City Attorney Shawn Smith recently announced the settlement of a lawsuit filed by Kia Scott, a former city employee working in the Martin Luther King Jr. Community Center. Scott was fired by her supervisor in 2011 after taking time off due to her pregnancy.
According to the lawsuit, Scott, a security guard and custodian at the community center, took time off in July, August and September 2011 under the federal Family Medical Leave Act. Scott had already used up her vacation and sick days when she told her supervisor, Lee Thompson, that she needed additional time off. Scott said she contacted Thompson and showed a note from her doctor recommending bed rest.
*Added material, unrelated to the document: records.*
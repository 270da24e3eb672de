//!
//! Transverse Mercator.
//!
//! Dispatches between two engines: [`estmerc`] (Evenden/Snyder short
//! series, used for spherical ellipsoids, `+approx`, or
//! `+algo=evenden_snyder`) and [`etmerc`] (Poder/Engsager exact series,
//! the default for ellipsoidal CRSs and the engine behind `utm`).
//!
use crate::errors::{Error, Result};
use crate::parameters::ParamList;
use crate::proj::ProjData;
use crate::projections::{estmerc, etmerc};

super::projection! { tmerc }

#[derive(Debug)]
pub(crate) enum Projection {
    Exact(etmerc::Projection),
    Approx(estmerc::Projection),
}

use Projection::*;

impl Projection {
    const ALG_PARAM: &str = "algo";

    pub fn tmerc(p: &mut ProjData, params: &ParamList) -> Result<Self> {
        if p.ellps.is_sphere() || params.check_option("approx")? {
            Ok(Approx(estmerc::Projection::estmerc(p, params)?))
        } else {
            match params.try_value::<&str>(Self::ALG_PARAM)? {
                Some("evenden_snyder") => Ok(Approx(estmerc::Projection::estmerc(p, params)?)),
                Some("poder_engsager") | None => {
                    Ok(Exact(etmerc::Projection::etmerc(p, params)?))
                }
                Some(_) => Err(Error::InvalidParameterValue("algo")),
            }
        }
    }

    pub fn forward(&self, lam: f64, phi: f64, z: f64) -> Result<(f64, f64, f64)> {
        match self {
            Exact(p) => p.forward(lam, phi, z),
            Approx(p) => p.forward(lam, phi, z),
        }
    }

    pub fn inverse(&self, x: f64, y: f64, z: f64) -> Result<(f64, f64, f64)> {
        match self {
            Exact(p) => p.inverse(x, y, z),
            Approx(p) => p.inverse(x, y, z),
        }
    }

    pub const fn has_inverse() -> bool {
        true
    }

    pub const fn has_forward() -> bool {
        true
    }
}

#[cfg(test)]
mod tests {
    use super::*;
    use crate::proj::Proj;

    #[test]
    fn proj_tmerc_roundtrip() {
        let p = Proj::from_proj_string("+proj=tmerc +lon_0=9 +ellps=WGS84").unwrap();
        let (x, y, _) = p.forward(0.02, 0.7, 0.).unwrap();
        let (lam, phi, _) = p.inverse(x, y, 0.).unwrap();
        assert!((lam - 0.02).abs() < 1e-8);
        assert!((phi - 0.7).abs() < 1e-8);
    }

    #[test]
    fn proj_tmerc_sphere_roundtrip() {
        let p = Proj::from_proj_string("+proj=tmerc +lon_0=9 +R=6400000").unwrap();
        let (x, y, _) = p.forward(0.02, 0.5, 0.).unwrap();
        let (lam, phi, _) = p.inverse(x, y, 0.).unwrap();
        assert!((lam - 0.02).abs() < 1e-8);
        assert!((phi - 0.5).abs() < 1e-8);
    }

    #[test]
    fn proj_tmerc_invalid_algo_rejected() {
        let r = Proj::from_proj_string("+proj=tmerc +lon_0=9 +ellps=WGS84 +algo=bogus");
        assert!(r.is_err());
    }
}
Attorney Michael Burke, who represented Key West in the case, said Thompson claimed Scott did not contact her but her phone records show that the two women communicated during the week of Sept. 12, 2011. But when Scott returned to work on Sept. 19, Thompson fired her.
Burke told City Attorney Smith in a letter that the city had better than a 50 percent chance at winning the case but if Scott prevailed, and the judge ruled that the city committed “willful” violations of the Family Medical Leave Act, Scott would be awarded double her back pay for a total of $151,460. The city would also incur legal expenses of approximately $13,000.
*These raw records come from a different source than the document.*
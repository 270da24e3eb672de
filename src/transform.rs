//!
//! Overall coordinate system to coordinate system transformations,
//! including reprojection and datum shifting.
//!
use crate::datum::Datum;
use crate::errors::{Error, Result};
use crate::geocent::{geocentric_to_geodetic, geodetic_to_geocentric};
use crate::proj::{Axis, Proj};

///
/// Transform trait
///
/// This allows transform to be agnostic of the coordinate's
/// implementation details (useful for collections of coordinates).
///
/// The closure returns an error if processing of the coordinate fails.
/// If the closure returns an error, the whole processing stops; whether
/// to stop or continue on error for a collection is left to the
/// `Transform` implementation.
///
/// Single point transform example:
///
/// ```rust
/// use geocrs::transform::{transform, Transform};
/// use geocrs::proj::Proj;
///
/// let src = Proj::from_proj_string("+proj=longlat +ellps=WGS84").unwrap();
/// let dst = Proj::from_proj_string("+proj=merc +ellps=WGS84").unwrap();
///
/// let mut pt = (2.0_f64.to_radians(), 1.0_f64.to_radians(), 0.0);
/// transform(&src, &dst, &mut pt).unwrap();
/// ```
///
pub trait Transform {
    fn transform_coordinates<F>(&mut self, f: F) -> Result<()>
    where
        F: FnMut(f64, f64, f64) -> Result<(f64, f64, f64)>;
}

/// Select transformation direction.
#[derive(Debug, Clone, Copy, PartialEq, Eq)]
pub enum Direction {
    Forward,
    Inverse,
}

use Direction::*;

/// Wrap a per-point step so a NaN in any input coordinate short-circuits
/// to an all-NaN output instead of running the step (and instead of
/// failing the whole batch): a malformed point never aborts processing
/// of its neighbours.
fn guard_nan<F>(mut f: F) -> impl FnMut(f64, f64, f64) -> Result<(f64, f64, f64)>
where
    F: FnMut(f64, f64, f64) -> Result<(f64, f64, f64)>,
{
    move |x, y, z| {
        if x.is_nan() || y.is_nan() || z.is_nan() {
            Ok((f64::NAN, f64::NAN, f64::NAN))
        } else {
            f(x, y, z)
        }
    }
}

/// Transform points from the CRS `src` to the CRS `dst`.
///
/// Sequences axis normalisation, geodetic/geocentric conversion, the
/// source's own inverse projection, prime-meridian and vertical-unit
/// adjustment, the datum shift, and the destination's own forward
/// projection, then undoes axis normalisation on the way out. A NaN in
/// any input coordinate yields an all-NaN output point for that
/// coordinate: it is not treated as an error.
pub fn transform<P>(src: &Proj, dst: &Proj, points: &mut P) -> Result<()>
where
    P: Transform + ?Sized,
{
    if !src.has_inverse() {
        return Err(Error::NoInverseProjectionDefined);
    }
    if !dst.has_forward() {
        return Err(Error::NoForwardProjectionDefined);
    }

    adjust_axes(src, Inverse, points)?;
    geographic_to_cartesian(src, Inverse, points)?;
    points.transform_coordinates(guard_nan(|x, y, z| src.inverse(x, y, z)))?;
    prime_meridian(src, Inverse, points)?;
    height_unit(src, Inverse, points)?;

    datum_transform(src, dst, points)?;

    height_unit(dst, Forward, points)?;
    prime_meridian(dst, Forward, points)?;
    geographic_to_cartesian(dst, Forward, points)?;
    points.transform_coordinates(guard_nan(|lam, phi, z| dst.forward(lam, phi, z)))?;
    adjust_axes(dst, Forward, points)?;

    Ok(())
}

// ---------------------------------
// Datum transformation
// ---------------------------------
fn datum_transform<P>(src: &Proj, dst: &Proj, points: &mut P) -> Result<()>
where
    P: Transform + ?Sized,
{
    let src_datum = src.datum();
    let dst_datum = dst.datum();

    // As of PROJ 4.6.0 behavior: prevent datum transformation if either
    // side has no datum, or both sides are equivalent.
    if src_datum.no_datum() || dst_datum.no_datum() || src_datum.is_identical_to(dst_datum) {
        return Ok(());
    }

    points.transform_coordinates(guard_nan(|x, y, z| {
        Datum::transform(src_datum, dst_datum, x, y, z)
    }))
}

// ---------------------------------
// Geodetic <-> geocentric ("cartesian")
// ---------------------------------
fn geographic_to_cartesian<P>(p: &Proj, dir: Direction, points: &mut P) -> Result<()>
where
    P: Transform + ?Sized,
{
    if !p.is_geocent() {
        return Ok(());
    }

    let ellps = p.ellps();
    let (a, b, es) = (ellps.a, ellps.b, ellps.es);
    let fac = p.data().to_meter;

    if fac != 1.0 {
        match dir {
            Forward => points.transform_coordinates(guard_nan(|x, y, z| {
                geodetic_to_geocentric(x, y, z, a, es).map(|(x, y, z)| (x * fac, y * fac, z * fac))
            })),
            Inverse => points.transform_coordinates(guard_nan(|x, y, z| {
                geocentric_to_geodetic(x * fac, y * fac, z * fac, a, es, b)
            })),
        }
    } else {
        match dir {
            Forward => points
                .transform_coordinates(guard_nan(|x, y, z| geodetic_to_geocentric(x, y, z, a, es))),
            Inverse => points.transform_coordinates(guard_nan(|x, y, z| {
                geocentric_to_geodetic(x, y, z, a, es, b)
            })),
        }
    }
}

// --------------------------
// Prime meridian adjustment
// --------------------------
fn prime_meridian<P>(p: &Proj, dir: Direction, points: &mut P) -> Result<()>
where
    P: Transform + ?Sized,
{
    let mut pm = p.data().from_greenwich;
    if pm == 0. || p.is_geocent() || p.is_latlong() {
        Ok(())
    } else {
        if dir == Forward {
            pm = -pm;
        }
        points.transform_coordinates(|x, y, z| Ok((x + pm, y, z)))
    }
}

// ---------------------
// Axis
// ---------------------
fn adjust_axes<P>(p: &Proj, dir: Direction, points: &mut P) -> Result<()>
where
    P: Transform + ?Sized,
{
    if !p.normalized_axis() {
        match dir {
            Forward => denormalize_axis(p.axis(), points),
            Inverse => normalize_axis(p.axis(), points),
        }
    } else {
        Ok(())
    }
}

fn normalize_axis<P: Transform + ?Sized>(axis: &Axis, points: &mut P) -> Result<()> {
    points.transform_coordinates(|x, y, z| {
        let (mut x_out, mut y_out, mut z_out) = (x, y, z);
        axis.iter().enumerate().for_each(|(i, axe)| {
            let value = match i {
                1 => x,
                2 => y,
                _ => z,
            };
            match axe {
                b'e' => x_out = value,
                b'w' => x_out = -value,
                b'n' => y_out = value,
                b's' => y_out = -value,
                b'u' => z_out = value,
                b'd' => z_out = -value,
                // unreachable: `ProjData::axis` only ever stores one of
                // the six bytes above.
                _ => unreachable!(),
            }
        });
        Ok((x_out, y_out, z_out))
    })
}

fn denormalize_axis<P: Transform + ?Sized>(axis: &Axis, points: &mut P) -> Result<()> {
    points.transform_coordinates(|x, y, z| {
        let (mut x_out, mut y_out, mut z_out) = (x, y, z);
        axis.iter().enumerate().for_each(|(i, axe)| {
            let value = match axe {
                b'e' => x,
                b'w' => -x,
                b'n' => y,
                b's' => -y,
                b'u' => z,
                b'd' => -z,
                _ => unreachable!(),
            };
            match i {
                1 => x_out = value,
                2 => y_out = value,
                _ => z_out = value,
            }
        });
        Ok((x_out, y_out, z_out))
    })
}

// ---------------------
// Vertical scale factor
// ---------------------
fn height_unit<P>(p: &Proj, dir: Direction, points: &mut P) -> Result<()>
where
    P: Transform + ?Sized,
{
    let fac = if dir == Forward {
        1. / p.data().vto_meter
    } else {
        p.data().vto_meter
    };

    if fac != 1.0 {
        points.transform_coordinates(|x, y, z| Ok((x, y, z * fac)))
    } else {
        Ok(())
    }
}

#[cfg(test)]
mod tests {
    use super::*;
    use crate::math::consts::EPS_10;

    #[test]
    fn transform_longlat_identity() {
        let src = Proj::from_proj_string("+proj=longlat +ellps=WGS84").unwrap();
        let dst = Proj::from_proj_string("+proj=longlat +ellps=WGS84").unwrap();

        let mut pt = (2.0_f64.to_radians(), 1.0_f64.to_radians(), 0.);
        transform(&src, &dst, &mut pt).unwrap();
        assert!((pt.0 - 2.0_f64.to_radians()).abs() < EPS_10);
        assert!((pt.1 - 1.0_f64.to_radians()).abs() < EPS_10);
    }

    #[test]
    fn transform_longlat_to_merc_roundtrip() {
        let src = Proj::from_proj_string("+proj=longlat +ellps=WGS84").unwrap();
        let dst = Proj::from_proj_string("+proj=merc +ellps=WGS84").unwrap();

        let lam = 2.0_f64.to_radians();
        let phi = 45.0_f64.to_radians();
        let mut pt = (lam, phi, 0.);
        transform(&src, &dst, &mut pt).unwrap();

        transform(&dst, &src, &mut pt).unwrap();
        assert!((pt.0 - lam).abs() < 1e-9);
        assert!((pt.1 - phi).abs() < 1e-9);
    }

    #[test]
    fn transform_array() {
        let src = Proj::from_proj_string("+proj=longlat +ellps=WGS84").unwrap();
        let dst = Proj::from_proj_string("+proj=merc +ellps=WGS84").unwrap();

        let mut pts = [
            (2.0_f64.to_radians(), 1.0_f64.to_radians(), 0.),
            (-3.0_f64.to_radians(), 40.0_f64.to_radians(), 0.),
        ];
        transform(&src, &dst, &mut pts[..]).unwrap();
        assert!(pts[0].0 > 0.);
        assert!(pts[1].0 < 0.);
    }

    #[test]
    fn transform_wgs84_datum_still_shifts_against_real_datum() {
        // `+datum=WGS84` resolves to a zero-parameter Helmert, not the
        // absent-datum case: a real towgs84 shift on the other side must
        // still be applied rather than skipped.
        let src = Proj::from_proj_string("+proj=longlat +datum=WGS84").unwrap();
        let dst = Proj::from_proj_string(
            "+proj=longlat +ellps=WGS84 +towgs84=100,100,100,0,0,0,0",
        )
        .unwrap();

        let lam = 2.0_f64.to_radians();
        let phi = 45.0_f64.to_radians();
        let mut pt = (lam, phi, 0.);
        transform(&src, &dst, &mut pt).unwrap();
        assert!((pt.0 - lam).abs() > 1e-7 || (pt.1 - phi).abs() > 1e-7);
    }

    #[test]
    fn transform_nan_short_circuits_to_nan_output() {
        let src = Proj::from_proj_string("+proj=longlat +ellps=WGS84").unwrap();
        let dst = Proj::from_proj_string("+proj=merc +ellps=WGS84").unwrap();

        let mut pt = (f64::NAN, 1.0_f64.to_radians(), 0.);
        transform(&src, &dst, &mut pt).unwrap();
        assert!(pt.0.is_nan());
        assert!(pt.1.is_nan());
    }
}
As a result, Smith recommended the city settle the pregnancy discrimination case for $100,000. The case had been scheduled to go to trial on Dec. 15.
In the other suit settlement, the city will pay Karen Cabanas Voss $150,000 for requiring her to take a drug test after she had been offered the job as the city’s solid waste coordinator in January 2013. City policy states that all job applicants must submit to a urine drug test prior to accepting any job offer. Voss was offered the position but refused to comply with the drug test and the job was offered to another candidate.
However, on May 9 of this year, Judge James Lawrence King ruled that a blanket drug test policy based on suspicionless cause was unconstitutional and violated the U.S. Constitution’s protections against unfair searches. Voss, an attorney herself, said that government drug tests are only permissible for “safety sensitive” positions.
Attorney Burke, who handled the Voss case for the city, as well, said the city’s 1999 drug policy was intended to prevent drug and alcohol abuse in the workplace. But Judge King rejected that argument.
Voss’ case had been scheduled to go to court on Dec. 1. The $150,000 settlement was paid on Dec. 2.
The city’s insurer will cover most of the settlement costs. City commissioners approved both settlements without discussion.